All CI data is in mise.toml — one file. You never hand-edit the generated
workflow, and re-bootstrap preserves your settings (bootstrap reads [env] and
projects it into the workflow; it never writes mise.toml). Every knob has an
obvious default-if-unset:
| to control… | set in mise.toml… |
default if unset | applies |
|---|---|---|---|
| what runs | [tasks.ci].depends |
the two guards only | immediately |
| docker local vs remote | [env] DOCKER_BUILD |
auto — wherever a linux daemon exists |
immediately |
| which OSes CI runs | [env] CI_OS_MATRIX |
all 3 (ubuntu + macOS + windows) | re-bootstrap |
| CI task · sccache | [env] CI_TASK · CI_SCCACHE |
ci · true |
re-bootstrap |
| publish binaries on tag | [env] CI_RELEASE |
off | re-bootstrap |
| which OSes publish | [env] CI_RELEASE_OS_MATRIX |
ubuntu + macOS (no windows) | re-bootstrap |
| publish a runnable GHCR image | [env] CI_DOCKER_IMAGE |
off | re-bootstrap |
| which Dockerfile (build + publish) | [env] CI_DOCKERFILE · CI_DOCKER_CONTEXT · CI_DOCKER_PLATFORMS |
Dockerfile · . · linux/amd64 |
immediately |
| build-task for publish | [env] CI_BUILD_TASK |
dist |
re-bootstrap |
The CI_* ones need a re-bootstrap because GitHub reads the matrix from the workflow
before mise starts — so bootstrap projects them there. You still only edit
mise.toml. (Flags like --os-matrix / --release-os-matrix work for a one-off.)
Note the two OS knobs are independent: CI verifies on all 3 OSes by default, but
publish defaults to ubuntu + macOS — set CI_RELEASE_OS_MATRIX to add windows.
Verify vs publish.
civerifies on every push (cheap, no secrets) — and the matrix compiles a native binary per OS. Publishing downloadable binaries/images is a separate opt-in —mise run mise:repo:bootstrap --release— which runs on a git tag, not every push, with its own os-matrix.
tasks/ splits into a tool layer (tool-*.toml — pure primitives that drive
only their own tool, no fnox) and an orchestration layer (plain *.toml —
compose tool tasks and own the fnox→$env bridge). The filename tells you which.

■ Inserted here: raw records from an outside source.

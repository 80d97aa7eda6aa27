//! Lock-free side channel for audit events

use crate::models::NewAuditEvent;
use crossbeam::queue::ArrayQueue;
use std::sync::Arc;

/// Bounded audit queue backed by crossbeam's ArrayQueue.
///
/// Request handlers push, the flush task drains. Pushing never blocks; when
/// the queue is full the event is handed back and the caller drops it.
#[derive(Clone)]
pub struct AuditBuffer {
    queue: Arc<ArrayQueue<NewAuditEvent>>,
}

impl AuditBuffer {
    pub fn new(capacity: usize) -> Self {
        Self {
            queue: Arc::new(ArrayQueue::new(capacity.max(1))),
        }
    }

    /// Returns `false` if the buffer was full and the event was discarded.
    pub fn record(&self, event: NewAuditEvent) -> bool {
        self.queue.push(event).is_ok()
    }

    /// Pop up to `max` events, oldest first.
    pub fn pop_batch(&self, max: usize) -> Vec<NewAuditEvent> {
        let mut batch = Vec::with_capacity(max.min(self.queue.len()));
        while batch.len() < max {
            match self.queue.pop() {
                Some(event) => batch.push(event),
                None => break,
            }
        }
        batch
    }

    #[inline]
    pub fn len(&self) -> usize {
        self.queue.len()
    }

    #[inline]
    pub fn is_empty(&self) -> bool {
        self.queue.is_empty()
    }

    #[inline]
    pub fn capacity(&self) -> usize {
        self.queue.capacity()
    }
}

#[cfg(test)]
mod tests {
    use super::*;
    use crate::models::AuthorType;
    use chrono::Utc;
    use serde_json::json;

    fn event(action: &str) -> NewAuditEvent {
        NewAuditEvent::for_ticket(1, AuthorType::Agent, "agent", action, json!({}), Utc::now())
    }

    #[test]
    fn test_record_and_drain_in_order() {
        let buffer = AuditBuffer::new(10);
        assert!(buffer.record(event("create")));
        assert!(buffer.record(event("reply")));

        let batch = buffer.pop_batch(10);
        let actions: Vec<_> = batch.iter().map(|e| e.action.as_str()).collect();
        assert_eq!(actions, vec!["create", "reply"]);
        assert!(buffer.is_empty());
    }

    #[test]
    fn test_full_buffer_drops() {
        let buffer = AuditBuffer::new(2);
        assert!(buffer.record(event("a")));
        assert!(buffer.record(event("b")));
        assert!(!buffer.record(event("c")));
        assert_eq!(buffer.len(), 2);
    }

    #[test]
    fn test_pop_batch_max() {
        let buffer = AuditBuffer::new(100);
        for _ in 0..50 {
            buffer.record(event("tag"));
        }
        assert_eq!(buffer.pop_batch(20).len(), 20);
        assert_eq!(buffer.len(), 30);
        assert_eq!(buffer.capacity(), 100);
    }
}
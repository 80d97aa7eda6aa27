//! Application state shared across handlers

use std::sync::Arc;
use tokio::sync::broadcast;
use tracing::warn;

use crate::buffer::AuditBuffer;
use crate::clock::Clock;
use crate::config::Config;
use crate::db::Database;
use crate::models::{NewAuditEvent, TicketEvent, TicketEventKind};
use crate::routes::metrics::Metrics;
use crate::services::magic_link::MagicLinkIssuer;
use crate::services::presence::PresenceTracker;
use crate::services::triage::TriageService;

#[derive(Clone)]
pub struct AppState {
    pub db: Arc<Database>,
    pub triage: Arc<TriageService>,
    /// Audit side channel, drained by the flush task
    pub audit: AuditBuffer,
    /// Ticket change notifications for WebSocket subscribers
    pub events: broadcast::Sender<TicketEvent>,
    pub magic_links: Arc<MagicLinkIssuer>,
    pub presence: Arc<PresenceTracker>,
    pub clock: Arc<dyn Clock>,
    pub metrics: Arc<Metrics>,
}

impl AppState {
    pub fn new(db: Database, triage: TriageService, config: &Config) -> Self {
        let clock = db.clock();
        let (events, _) = broadcast::channel(config.broadcast_capacity.max(1));
        Self {
            triage: Arc::new(triage),
            audit: AuditBuffer::new(config.audit_buffer_capacity),
            events,
            magic_links: Arc::new(MagicLinkIssuer::new(
                &config.public_base_url,
                config.magic_link_ttl,
                clock.clone(),
            )),
            presence: Arc::new(PresenceTracker::new(config.presence_ttl, clock.clone())),
            clock,
            metrics: Arc::new(Metrics::new()),
            db: Arc::new(db),
        }
    }

    /// Queue an audit event. Never blocks; a full buffer drops the event.
    pub fn audit(&self, event: NewAuditEvent) {
        let action = event.action.clone();
        if self.audit.record(event) {
            self.metrics.inc_audit_recorded();
        } else {
            self.metrics.inc_audit_dropped();
            warn!(action = %action, "Audit buffer full, event dropped");
        }
    }

    /// Notify stream subscribers; having none is not an error.
    pub fn publish(&self, kind: TicketEventKind, ticket_id: i64) {
        let _ = self.events.send(TicketEvent {
            ticket_id,
            kind,
            at: self.clock.now(),
        });
    }
}
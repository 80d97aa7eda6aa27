//! Database access layer with SQLx and SQLite
//!
//! Every ticket mutation runs in one transaction so the field change and the
//! `updated_at` bump commit together. Mutations write before they read, and
//! writers queue on the busy timeout. Reads always go to the store; nothing is
//! cached between requests.

mod analytics;
mod audit;
mod kb;
mod tickets;

use chrono::{DateTime, Utc};
use sqlx::sqlite::{SqliteConnectOptions, SqliteJournalMode, SqlitePool, SqlitePoolOptions};
use std::path::Path;
use std::str::FromStr;
use std::sync::Arc;
use std::time::Duration;
use tracing::info;

use crate::clock::Clock;
use crate::error::{AppError, Result};

const SCHEMA: &str = r#"
CREATE TABLE IF NOT EXISTS tickets (
    id              INTEGER PRIMARY KEY AUTOINCREMENT,
    subject         TEXT NOT NULL,
    body            TEXT NOT NULL,
    channel         TEXT NOT NULL DEFAULT 'web',
    requester_email TEXT NOT NULL,
    requester_email_norm TEXT NOT NULL,
    requester_name  TEXT,
    status          TEXT NOT NULL DEFAULT 'new',
    priority        TEXT NOT NULL DEFAULT 'normal',
    category        TEXT NOT NULL DEFAULT 'other',
    sentiment       TEXT,
    sla_due_at      TEXT NOT NULL,
    ai_suggestion   TEXT,
    created_at      TEXT NOT NULL,
    updated_at      TEXT NOT NULL
);

CREATE TABLE IF NOT EXISTS ticket_tags (
    ticket_id INTEGER NOT NULL REFERENCES tickets(id),
    tag       TEXT NOT NULL,
    PRIMARY KEY (ticket_id, tag)
);

CREATE TABLE IF NOT EXISTS messages (
    id          INTEGER PRIMARY KEY AUTOINCREMENT,
    ticket_id   INTEGER NOT NULL REFERENCES tickets(id),
    author_type TEXT NOT NULL,
    body        TEXT NOT NULL,
    created_at  TEXT NOT NULL
);

CREATE TABLE IF NOT EXISTS csat (
    id          INTEGER PRIMARY KEY AUTOINCREMENT,
    ticket_id   INTEGER NOT NULL REFERENCES tickets(id),
    rating      INTEGER NOT NULL CHECK (rating BETWEEN 1 AND 5),
    comment     TEXT,
    created_at  TEXT NOT NULL
);

CREATE TABLE IF NOT EXISTS audit_log (
    id          INTEGER PRIMARY KEY AUTOINCREMENT,
    ticket_id   INTEGER,
    actor_type  TEXT NOT NULL,
    actor       TEXT NOT NULL,
    action      TEXT NOT NULL,
    payload     TEXT,
    created_at  TEXT NOT NULL
);

CREATE INDEX IF NOT EXISTS idx_messages_ticket ON messages(ticket_id);
CREATE INDEX IF NOT EXISTS idx_csat_ticket ON csat(ticket_id);
CREATE INDEX IF NOT EXISTS idx_tickets_status ON tickets(status);
CREATE INDEX IF NOT EXISTS idx_tickets_updated ON tickets(updated_at);
CREATE INDEX IF NOT EXISTS idx_tickets_requester ON tickets(requester_email_norm);
CREATE INDEX IF NOT EXISTS idx_audit_ticket ON audit_log(ticket_id);

CREATE TABLE IF NOT EXISTS kb_articles (
    id          INTEGER PRIMARY KEY AUTOINCREMENT,
    title       TEXT NOT NULL,
    body        TEXT NOT NULL,
    tags        TEXT,
    created_at  TEXT NOT NULL,
    updated_at  TEXT NOT NULL
);

CREATE VIRTUAL TABLE IF NOT EXISTS kb_articles_fts
USING fts5(title, body, content='kb_articles', content_rowid='id');

CREATE TRIGGER IF NOT EXISTS kb_ai AFTER INSERT ON kb_articles BEGIN
    INSERT INTO kb_articles_fts(rowid, title, body) VALUES (new.id, new.title, new.body);
END;

CREATE TRIGGER IF NOT EXISTS kb_ad AFTER DELETE ON kb_articles BEGIN
    INSERT INTO kb_articles_fts(kb_articles_fts, rowid, title, body)
    VALUES ('delete', old.id, old.title, old.body);
END;

CREATE TRIGGER IF NOT EXISTS kb_au AFTER UPDATE ON kb_articles BEGIN
    INSERT INTO kb_articles_fts(kb_articles_fts, rowid, title, body)
    VALUES ('delete', old.id, old.title, old.body);
    INSERT INTO kb_articles_fts(rowid, title, body) VALUES (new.id, new.title, new.body);
END;
"#;

/// Database connection pool and operations
#[derive(Clone)]
pub struct Database {
    pool: SqlitePool,
    clock: Arc<dyn Clock>,
}

impl Database {
    /// Open (creating if needed) the database at `connection_string` and
    /// bootstrap the schema.
    pub async fn new(connection_string: &str, clock: Arc<dyn Clock>) -> Result<Self> {
        let options = SqliteConnectOptions::from_str(connection_string)
            .map_err(|e| AppError::DatabaseError(format!("Invalid DATABASE_URL: {}", e)))?
            .create_if_missing(true)
            .journal_mode(SqliteJournalMode::Wal)
            .foreign_keys(true)
            .busy_timeout(Duration::from_secs(5));

        if let Some(dir) = Path::new(options.get_filename()).parent() {
            if !dir.as_os_str().is_empty() {
                std::fs::create_dir_all(dir).map_err(|e| {
                    AppError::DatabaseError(format!("Failed to create {}: {}", dir.display(), e))
                })?;
            }
        }

        let pool = SqlitePoolOptions::new()
            .max_connections(8)
            .acquire_timeout(Duration::from_secs(5))
            .idle_timeout(Duration::from_secs(600))
            .connect_with(options)
            .await
            .map_err(|e| AppError::DatabaseError(format!("Failed to connect: {}", e)))?;

        let db = Self { pool, clock };
        db.migrate().await?;
        info!("Database connection pool established");
        Ok(db)
    }

    /// Private in-memory database, used by tests.
    pub async fn in_memory(clock: Arc<dyn Clock>) -> Result<Self> {
        let options = SqliteConnectOptions::from_str("sqlite::memory:")
            .map_err(|e| AppError::DatabaseError(e.to_string()))?
            .foreign_keys(true);

        // A memory database lives as long as its single connection.
        let pool = SqlitePoolOptions::new()
            .max_connections(1)
            .min_connections(1)
            .idle_timeout(None)
            .max_lifetime(None)
            .connect_with(options)
            .await?;

        let db = Self { pool, clock };
        db.migrate().await?;
        Ok(db)
    }

    async fn migrate(&self) -> Result<()> {
        sqlx::raw_sql(SCHEMA).execute(&self.pool).await?;
        Ok(())
    }

    /// Get the underlying connection pool
    pub fn pool(&self) -> &SqlitePool {
        &self.pool
    }

    pub fn clock(&self) -> Arc<dyn Clock> {
        Arc::clone(&self.clock)
    }

    pub(crate) fn now(&self) -> DateTime<Utc> {
        self.clock.now()
    }

    /// Round-trip a trivial query
    pub async fn ping(&self) -> Result<()> {
        sqlx::query("SELECT 1").execute(&self.pool).await?;
        Ok(())
    }
}

/// Decode a stored tag list: JSON array, or comma-separated legacy text.
pub(crate) fn parse_tag_list(raw: Option<&str>) -> Vec<String> {
    let Some(raw) = raw.map(str::trim).filter(|s| !s.is_empty()) else {
        return Vec::new();
    };
    match serde_json::from_str::<Vec<String>>(raw) {
        Ok(tags) => tags,
        Err(_) => raw
            .split(',')
            .map(str::trim)
            .filter(|s| !s.is_empty())
            .map(str::to_string)
            .collect(),
    }
}


#[cfg(test)]
mod tests {
    use super::*;

    #[test]
    fn test_parse_tag_list() {
        assert_eq!(parse_tag_list(Some(r#"["a","b"]"#)), vec!["a", "b"]);
        assert_eq!(parse_tag_list(Some("x, y ,")), vec!["x", "y"]);
        assert!(parse_tag_list(None).is_empty());
        assert!(parse_tag_list(Some("  ")).is_empty());
    }

    #[tokio::test]
    async fn test_memory_db_bootstraps_schema() {
        let (_clock, db) = test_support::memory_db().await;
        db.ping().await.unwrap();
        let count: i64 = sqlx::query_scalar("SELECT COUNT(*) FROM tickets")
            .fetch_one(db.pool())
            .await
            .unwrap();
        assert_eq!(count, 0);
    }
}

The tables below are generated from each task file's # role: header by
mise run docs:gen, and CI fails if they drift — so they can't go stale.
| file | role |
|---|---|
tool-cf |
Cloudflare CLI — wrangler + curl (HTTP) |
tool-cliff |
Changelog queries — git-cliff |
tool-docker |
Docker / ghcr — docker |
tool-fnox |
Secrets CLI — fnox |
tool-gh |
GitHub CLI — gh |
tool-rust |
Rust toolchain — cargo / wasm-pack |
tool-wrangler |
Wrangler CLI — wrangler |
| namespace | role |
|---|---|
cfapp |
Cloudflare Worker lifecycle — provision → access → verify |
ci |
verify code — parse + global-config guards + dogfood |
mobile |
build mobile apps — tauri + Android/iOS |
release |
ship — changelog → tag → GitHub release |
secrets-bw |
manage secrets — Bitwarden/NodeWarden bridge (secrets:bw-*) |
secrets |
manage secrets — keychain ↔ fnox ↔ GitHub |
Runner: mise — machine + repo bootstrap, sweep, upgrade.
The one rule: plumbing (git/curl/tar) is fine anywhere. A tool file
that drives another tool's binary or reaches into fnox is mis-placed — push that
up to an orchestration file. Secrets flow down: orchestration reads fnox,
sets $env, then mise runs the pure primitive (the child inherits the env).
Version pins protect consumers (an old ?ref= is immutable), so refactor
deeply — rename, merge, move. The loop, mirroring §2's local-first rule:
edit → mise run ci # locally FIRST — the same task CI runs
→ git push # .github main (rolling, untagged)
# then validate as a real consumer, in .github-example:
→ purge mise's include cache # ?ref=main is cached
→ mise run mise:repo:bootstrap-delete && mise run mise:repo:bootstrap
→ mise run ci # local green, THEN
→ git push # triggers the OS matrix
.github also dogfoods itself — its own CI runs the credential-free tasks on
the matrix (not just parses them), so cross-OS bugs surface here, not in consumers.
Cut a release with mise run release:github -- vX.Y.Z.